-- Exercise directions --
Every line with the string "version" should be copied from the data.

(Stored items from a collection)
• • • • •
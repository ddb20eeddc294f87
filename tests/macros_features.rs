//! Tests for macros features

#[cfg(feature = "macros")]
mod macros_tests {
    use ordered_collection::macros::collections::*;
    use ordered_collection::{Collection, Key};
    use pretty_assertions::assert_eq;

    #[test]
    fn test_macros_collection_pairs() {
        let c = collection! {
            "key1" => "value1",
            "key2" => "value2",
        };
        assert_eq!(c.count(), 2);
        assert_eq!(c.get("key1"), Some(&"value1"));
        assert_eq!(c.to_string(), r#"{"key1":"value1","key2":"value2"}"#);
    }

    #[test]
    fn test_macros_collection_mixed_keys() {
        let c = collection! {
            "name" => 1,
            7 => 2,
            "7" => 3,
        };
        assert_eq!(c.count(), 2);
        assert_eq!(c.get(7), Some(&3));
        assert_eq!(c.keys().all().into_values().collect::<Vec<_>>(), vec![Key::from("name"), Key::Index(7)]);
    }

    #[test]
    fn test_macros_collection_list() {
        let c = collection![1, 2, 3];
        assert!(c.is_list());
        assert_eq!(c.to_string(), "[1,2,3]");

        let single = collection![42];
        assert_eq!(single.get(0), Some(&42));

        let empty: Collection<i32> = collection![];
        assert!(empty.is_empty());
    }

    #[test]
    fn test_macros_collection_fn() {
        fn build<V>(f: impl FnOnce() -> Collection<V>) -> Collection<V> {
            f()
        }

        let c = build(collection_fn! {
            "beta" => "true",
            "version" => "2.1.0",
        });
        assert_eq!(c.get("version"), Some(&"2.1.0"));

        let list = build(collection_fn!["a", "b"]);
        assert_eq!(list.last(), Some(&"b"));
    }
}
• • • • •
-- Reply --
            "version" => "2.1.0",
        assert_eq!(c.get("version"), Some(&"2.1.0"));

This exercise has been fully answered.